MG1.3 Know and use the formulas for the volume of triangular prisms and cylinders (area of base × height); compare these formulas and explain the similarity between them and the formula for the volume of a rectangular solid. Objective: Understand how to calculate the volume of rectangular prisms. Learning target: Answer at least 3 of the 4 volume questions correctly on the exit ticket.
What is a volume? The amount of space inside a 3-dimensional object.
What is a rectangular prism? A 3-dimensional object which has six faces that are all rectangles.
Why is volume measured in units³ (units cubed)? It takes cubes, not squares, to fill up 3-D objects.
How do we find the volume of a rectangular prism? First, find the area of the bottom side. Area of rectangle = length × width Then, multiply the area by the height to fill up the prism. Volume = length × width × height
What is the volume of this rectangular prism? Volume = length × width × height Volume = 3 ft × 6 ft × 2 ft = 18 ft² × 2 ft = 36 ft ³
What is the volume of this rectangular prism?
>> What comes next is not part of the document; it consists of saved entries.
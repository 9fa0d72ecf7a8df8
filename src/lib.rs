//! marketscan: technical market scanner and signal backtester.
//!
//! Hexagonal architecture: domain logic in [`domain`], port traits in [`ports`],
//! concrete implementations in [`adapters`], command-line entry in [`cli`].

pub mod adapters;
pub mod cli;
pub mod domain;
pub mod ports;
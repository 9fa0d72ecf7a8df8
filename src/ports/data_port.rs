//! Data access port trait.

use crate::domain::error::ScanError;
use crate::domain::ohlcv::Bar;
use crate::domain::timeframe::Timeframe;
use chrono::{DateTime, Duration, Utc};

/// Which slice of history to fetch.
#[derive(Debug, Clone, Copy, PartialEq, Eq)]
pub enum FetchRange {
    /// The most recent `Duration` of history available to the source.
    Lookback(Duration),
    /// Every bar with `start <= timestamp <= end`.
    Between {
        start: DateTime<Utc>,
        end: DateTime<Utc>,
    },
}

/// Source of historical bars. Implementations must be shareable across the
/// worker threads that prepare symbols in parallel.
pub trait DataPort: Send + Sync {
    /// Raw bars for `symbol`; an empty history is `ScanError::DataUnavailable`.
    fn fetch_bars(
        &self,
        symbol: &str,
        timeframe: Timeframe,
        range: FetchRange,
    ) -> Result<Vec<Bar>, ScanError>;

    fn list_symbols(&self, timeframe: Timeframe) -> Result<Vec<String>, ScanError>;
}
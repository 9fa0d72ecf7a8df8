//! Core domain types and logic.

pub mod backtest;
pub mod cancel;
pub mod config;
pub mod error;
pub mod features;
pub mod indicator;
pub mod metrics;
pub mod ohlcv;
pub mod portfolio;
pub mod position;
pub mod scanner;
pub mod scoring;
pub mod sizing;
pub mod timeframe;
pub mod universe;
Volume = length × width × height Volume = 4 in × 7 in × 5 in = 28 in² × 5 in = 140 in³
What is the volume of this rectangular prism? Volume = length × width × height Here, the area of the bottom (length × width) is already given to us. Volume = 12 in² × 5 in V = 60 in³
What is the volume of this prism? All prisms have the same volume formula: Find the area of the base (if it’s not given to you) and then multiply it by the height Volume = 18 m² × 6 m V = 108 m³ Remember this for our next lesson!
Draw your own rectangular prism and chose its length, width, and height so that it has a volume of 72 cm³ There are many possible answers! But try to think of a strategy instead of randomly guessing numbers and hoping they will multiply to equal 72.